De bestreden reclame-uitingen
Het betreft een weekfolder en de website van EMTÉ telkens voor zover in verband met ‘Natuurvlees’ onder meer werd gezegd: “Beter dan biologisch” en daarbij naar leefomstandigheden van dieren en hun voedsel werd verwezen.
De klacht
Skal Biocontrole stelt, samengevat, dat de leus “Beter dan biologisch” misleidend is en in strijd met artikel 23 van Verordening (EG) 834/2007. Zij voert ter onderbouwing hiervan aan dat deze mededeling de onjuiste schijn wekt dat het natuurvlees in ieder geval voldoet aan kenmerken van biologisch vlees als bedoeld in de verordening. De begeleidende tekst draagt aan die onjuiste indruk bij. Doordat hier staat dat de runderen gevarieerd eten, veel bewegen, langer leven, en de leefomstandigheden en het voedsel worden gecontroleerd, wordt verwezen naar de kenmerken van biologische landbouwproducten. Omdat nergens uit blijkt dat natuurvlees beter is dan biologisch, zijn de reclame-uitingen niet objectief controleerbaar en om die reden tevens in strijd met artikel 6:194a lid 2 sub c BW.
De reactie namens EMTÉ
EMTÉ heeft naar aanleiding van de klacht besloten per direct te stoppen met de onderhavige reclame-uitingen. Deze zijn reeds verwijderd.
Het oordeel van de voorzitter
1) In de reclame-uitingen staat dat het natuurvlees van EMTÉ “beter dan biologisch” is. Anders dan Skal Biocontrole stelt, kan deze bewering niet in strijd worden geacht met artikel 6:194a lid 2 sub c BW, dat gelijk is aan artikel 13 aanhef en onder c van de Nederlandse Reclame Code (NRC). De mededeling is weliswaar vergelijkend van aard, maar verwijst niet, ook niet impliciet, naar een of meer concurrenten, waardoor dit artikel niet van toepassing is.

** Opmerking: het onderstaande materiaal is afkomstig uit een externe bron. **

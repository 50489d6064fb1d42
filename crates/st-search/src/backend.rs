use async_trait::async_trait;
use st_core::SearchEntity;
use st_core::search::SearchPage;

use crate::error::SearchError;

/// Transport for `GET /search/{entity}`.
#[async_trait]
pub trait SearchBackend: Send + Sync {
    async fn search(
        &self,
        entity: SearchEntity,
        params: &[(String, String)],
    ) -> Result<SearchPage, SearchError>;
}
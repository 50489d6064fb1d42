//! Offset pagination.

/// Offset of `page` (zero-based) at `limit` records per page.
pub const fn offset(page: u32, limit: u32) -> u64 {
    page as u64 * limit as u64
}

/// Whether a page after `page` exists.
pub const fn has_more(page: u32, limit: u32, total: u64) -> bool {
    (page as u64 + 1) * (limit as u64) < total
}
use std::sync::Arc;

use chrono::{DateTime, Utc};
use st_core::identity::UserProfile;

use crate::credential::Credential;
use crate::error::AuthError;
use crate::storage::CredentialStorage;

/// Storage key of the credential.
pub const TOKEN_KEY: &str = "sa_auth_token";
/// Storage key of the cached user profile.
pub const PROFILE_KEY: &str = "sa_user";

/// Holder of the auth credential and cached profile.
///
/// Expiry is checked lazily on read; there is no background timer.
#[derive(Clone)]
pub struct TokenStore {
    storage: Arc<dyn CredentialStorage>,
}

impl std::fmt::Debug for TokenStore {
    fn fmt(&self, f: &mut std::fmt::Formatter<'_>) -> std::fmt::Result {
        f.debug_struct("TokenStore").finish_non_exhaustive()
    }
}

impl TokenStore {
    pub fn new(storage: Arc<dyn CredentialStorage>) -> Self {
        Self { storage }
    }

    /// Persist `token` valid for `expires_in_secs` from now.
    ///
    /// # Errors
    ///
    /// Returns `AuthError` if the credential cannot be written.
    pub fn set_token(&self, token: &str, expires_in_secs: u64) -> Result<Credential, AuthError> {
        self.set_token_at(token, expires_in_secs, Utc::now())
    }

    /// [`Self::set_token`] with an explicit clock.
    ///
    /// # Errors
    ///
    /// Returns `AuthError` if the credential cannot be written.
    pub fn set_token_at(
        &self,
        token: &str,
        expires_in_secs: u64,
        now: DateTime<Utc>,
    ) -> Result<Credential, AuthError> {
        let credential = Credential::issue(token, expires_in_secs, now);
        self.storage
            .write(TOKEN_KEY, &serde_json::to_string(&credential)?)?;
        tracing::debug!(expires_at = credential.expires_at, "stored credential");
        Ok(credential)
    }

    /// The token, if a live credential is stored.
    #[must_use]
    pub fn get_token(&self) -> Option<String> {
        self.get_token_at(Utc::now())
    }

    #[must_use]
    pub fn get_token_at(&self, now: DateTime<Utc>) -> Option<String> {
        self.credential_at(now).map(|credential| credential.token)
    }

    /// The stored credential if it is live at `now`.
    ///
    /// An expired or unreadable credential is cleared (with the profile) and
    /// reported as absent.
    #[must_use]
    pub fn credential_at(&self, now: DateTime<Utc>) -> Option<Credential> {
        let raw = match self.storage.read(TOKEN_KEY) {
            Ok(raw) => raw?,
            Err(error) => {
                tracing::warn!(%error, "failed to read stored credential");
                return None;
            }
        };

        match serde_json::from_str::<Credential>(&raw) {
            Ok(credential) if credential.is_live_at(now) => Some(credential),
            Ok(credential) => {
                tracing::info!(expires_at = credential.expires_at, "stored credential expired");
                self.clear_quietly();
                None
            }
            Err(error) => {
                tracing::warn!(%error, "discarding malformed stored credential");
                self.clear_quietly();
                None
            }
        }
    }

    /// Remove the credential and the cached profile.
    ///
    /// # Errors
    ///
    /// Returns `AuthError` if either entry cannot be removed.
    pub fn clear_token(&self) -> Result<(), AuthError> {
        self.storage.remove(TOKEN_KEY)?;
        self.storage.remove(PROFILE_KEY)
    }

    /// # Errors
    ///
    /// Returns `AuthError` if the profile cannot be written.
    pub fn cache_profile(&self, profile: &UserProfile) -> Result<(), AuthError> {
        self.storage
            .write(PROFILE_KEY, &serde_json::to_string(profile)?)
    }

    /// Cached profile. A malformed entry reads as absent.
    #[must_use]
    pub fn cached_profile(&self) -> Option<UserProfile> {
        let raw = self.storage.read(PROFILE_KEY).ok()??;
        serde_json::from_str(&raw)
            .inspect_err(|error| tracing::warn!(%error, "ignoring malformed cached profile"))
            .ok()
    }

    fn clear_quietly(&self) {
        if let Err(error) = self.clear_token() {
            tracing::warn!(%error, "failed to clear stored credential");
        }
    }
}

#[cfg(test)]
mod tests {
    use pretty_assertions::assert_eq;

    use super::*;
    use crate::storage::MemoryStorage;

    fn at(millis: i64) -> DateTime<Utc> {
        DateTime::from_timestamp_millis(millis).expect("valid timestamp")
    }

    fn store() -> (Arc<MemoryStorage>, TokenStore) {
        let storage = Arc::new(MemoryStorage::new());
        let store = TokenStore::new(storage.clone());
        (storage, store)
    }

    fn profile() -> UserProfile {
        serde_json::from_value(serde_json::json!({ "id": 1, "phone": "13800000000" }))
            .expect("profile")
    }

    #[test]
    fn live_token_is_returned() {
        let (_, store) = store();
        store.set_token_at("abc", 60, at(0)).expect("set");
        assert_eq!(store.get_token_at(at(59_999)).as_deref(), Some("abc"));
    }

    #[test]
    fn expired_token_is_cleared_with_profile() {
        let (storage, store) = store();
        store.set_token_at("abc", 60, at(0)).expect("set");
        store.cache_profile(&profile()).expect("cache");

        assert_eq!(store.get_token_at(at(60_001)), None);
        assert_eq!(storage.read(TOKEN_KEY).expect("read"), None);
        assert_eq!(storage.read(PROFILE_KEY).expect("read"), None);
    }

    #[test]
    fn malformed_credential_is_cleared() {
        let (storage, store) = store();
        storage.write(TOKEN_KEY, "not json").expect("write");
        assert_eq!(store.get_token_at(at(0)), None);
        assert_eq!(storage.read(TOKEN_KEY).expect("read"), None);
    }

    #[test]
    fn profile_roundtrips_and_clears() {
        let (_, store) = store();
        store.cache_profile(&profile()).expect("cache");
        assert_eq!(store.cached_profile(), Some(profile()));
        store.clear_token().expect("clear");
        assert_eq!(store.cached_profile(), None);
    }

    #[test]
    fn last_writer_wins() {
        let (_, store) = store();
        store.set_token_at("first", 60, at(0)).expect("set");
        store.set_token_at("second", 60, at(0)).expect("set");
        assert_eq!(store.get_token_at(at(1)).as_deref(), Some("second"));
    }
}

2) De voorzitter acht het aannemelijk dat de gemiddelde consument de bestreden mededeling aldus zal begrijpen dat natuurvlees van EMTÉ voldoet aan extra eisen en waarborgen vergeleken met biologisch vlees, namelijk ten aanzien van de wijze waarop het is verkregen. Dit volgt uit het gebruik van het woord ‘beter’ in combinatie met de verwijzing in de uitingen naar de leefomstandigheden van dieren en de controle van hun voedsel. Naar het oordeel van de voorzitter laat Verordening (EG) 834/2007 geen ruimte voor dergelijke claims. De voorzitter verwijst naar de considerans van deze verordening waar staat dat bij de biologische productie de beste praktijken op milieugebied worden gecombineerd met een hoog niveau van biodiversiteit, de instandhouding van natuurlijke hulpbronnen, de toepassing van strenge normen op het gebied van dierenwelzijn en een productie die is afgestemd op de voorkeur van bepaalde consumenten voor producten die worden vervaardigd met natuurlijke stoffen. Een claim die inhoudt dat een bepaald product door de wijze waarop dit is verkregen beter is dan biologische producten, geeft de consument ten onrechte de indruk dat op dit punt aan strengere eisen dan ‘biologisch’ is voldaan. EMTÉ heeft overigens niet weersproken dat de claim dat natuurvlees beter is dan biologisch vlees impliceert dat natuurvlees in ieder geval aan de eisen voor biologisch vlees voldoet. EMTÉ heeft echter niet onderbouwd dat het natuurvlees voldoet aan de waarborgen van Verordening (EG) 834/2007.
3) Op grond van het voorgaande is geen juiste informatie verstrekt over de voordelen van het product als bedoeld onder b van artikel 8.2 NRC. Voorts is de voorzitter van oordeel dat de gemiddelde consument hierdoor ertoe gebracht kan worden een besluit over een transactie te nemen, dat hij anders niet had genomen. Om die reden zijn de onderhavige uitingen misleidend en daardoor oneerlijk in de zin van artikel 7 NRC.
4) Adverteerder heeft meegedeeld dat zij met de uitingen is gestopt en deze heeft verwijderd. Om die reden zal de voorzitter gebruik maken van zijn bevoegdheid als bedoeld in artikel 12 lid 5 van het Reglement van de Reclame Code Commissie en het College van Beroep, zodat een aanbeveling achterwege blijft.
De beslissing van de voorzitter
Op grond van hetgeen onder 2) en 3) is overwogen, acht de voorzitter de bestreden reclame-uitingen in strijd met het bepaalde in artikel 7 NRC.
Voor het overige wijst de voorzitter de klacht af.